Kein Happy End : Bulle flüchtet aus dem Schlachthof

Kein gutes Ende hat die Flucht eines 400 Kilogramm schweren Bullen aus dem Zweibrücker Schlachthof genommen.

Das Tier war am Donnerstagmorgen kurz nach acht Uhr beim Ausladen aus dem Transporter in Richtung Schwalbenstraße weggelaufen. Ein Einfangen war nach Einschätzung des Schlachthofes unmöglich. Das Tier, welches kurzzeitig am Kindergarten Meisenstraße vorbeilief, rannte danach laut Polizei bis zur Eisdiele Maurer und konnte dann zurück in die Schwalbenstraße getrieben werden. Dort blieb das Tier am Hang zur A 8, hinter der Lärmschutzwand stehen.

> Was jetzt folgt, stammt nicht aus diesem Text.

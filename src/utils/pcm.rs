//! PCM16 framing helpers for the live session wire format.
//!
//! The remote service exchanges raw 16-bit signed little-endian mono PCM,
//! base64 encoded inside JSON frames. Locally audio is handled as `f32`
//! samples in `[-1.0, 1.0]`.

use base64::prelude::*;
use thiserror::Error;

/// Errors produced while decoding an inbound audio payload.
#[derive(Debug, Error, PartialEq, Eq)]
pub enum PcmError {
    #[error("Invalid base64 audio payload: {0}")]
    Base64(String),

    #[error("PCM16 payload has an odd number of bytes ({0})")]
    OddLength(usize),

    #[error("Audio payload is empty")]
    Empty,
}

/// Convert float samples to PCM16 little-endian bytes.
pub fn f32_to_pcm16_le(samples: &[f32]) -> Vec<u8> {
    let mut out = Vec::with_capacity(samples.len() * 2);
    for sample in samples {
        let clamped = sample.clamp(-1.0, 1.0);
        let value = if clamped < 0.0 {
            (clamped * 32768.0) as i16
        } else {
            (clamped * 32767.0) as i16
        };
        out.extend_from_slice(&value.to_le_bytes());
    }
    out
}

/// Convert PCM16 little-endian bytes to float samples.
pub fn pcm16_le_to_f32(bytes: &[u8]) -> Result<Vec<f32>, PcmError> {
    if bytes.is_empty() {
        return Err(PcmError::Empty);
    }
    if bytes.len() % 2 != 0 {
        return Err(PcmError::OddLength(bytes.len()));
    }
    Ok(bytes
        .chunks_exact(2)
        .map(|pair| {
            let value = i16::from_le_bytes([pair[0], pair[1]]);
            if value < 0 {
                f32::from(value) / 32768.0
            } else {
                f32::from(value) / 32767.0
            }
        })
        .collect())
}

/// Encode float samples as a base64 PCM16 payload.
pub fn encode_pcm16_base64(samples: &[f32]) -> String {
    BASE64_STANDARD.encode(f32_to_pcm16_le(samples))
}

/// Decode a base64 PCM16 payload into float samples.
pub fn decode_pcm16_base64(payload: &str) -> Result<Vec<f32>, PcmError> {
    let bytes = BASE64_STANDARD
        .decode(payload.trim())
        .map_err(|e| PcmError::Base64(e.to_string()))?;
    pcm16_le_to_f32(&bytes)
}

/// MIME type advertised for outbound audio at the given capture rate.
pub fn pcm_mime_type(sample_rate: u32) -> String {
    format!("audio/pcm;rate={sample_rate}")
}

/// Average interleaved channels down to mono.
pub fn downmix_to_mono(interleaved: &[f32], channels: u16) -> Vec<f32> {
    if channels <= 1 {
        return interleaved.to_vec();
    }
    let channels = usize::from(channels);
    interleaved
        .chunks(channels)
        .map(|frame| frame.iter().sum::<f32>() / frame.len() as f32)
        .collect()
}
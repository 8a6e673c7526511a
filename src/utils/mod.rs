pub mod pcm;
pub use pcm::{PcmError, decode_pcm16_base64, encode_pcm16_base64, pcm_mime_type};
pub mod url_validation;
pub use url_validation::{UrlValidationError, validate_control_plane_url};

Da von dem aufgeregten Tier „durch dessen unberechenbares Verhalten eine nicht zu kalkulierende Gefahr ausging“, wie es im Polizeibericht heißt, musste es erschossen werden. Hierzu musste die A 8 in beiden Fahrtrichtungen für einen Zeitraum von etwa 20 Minuten voll gesperrt werden. Der Baustellenbereich der Autobahnabfahrt Zweibrücken-Niederauerbach wurde vollends geräumt.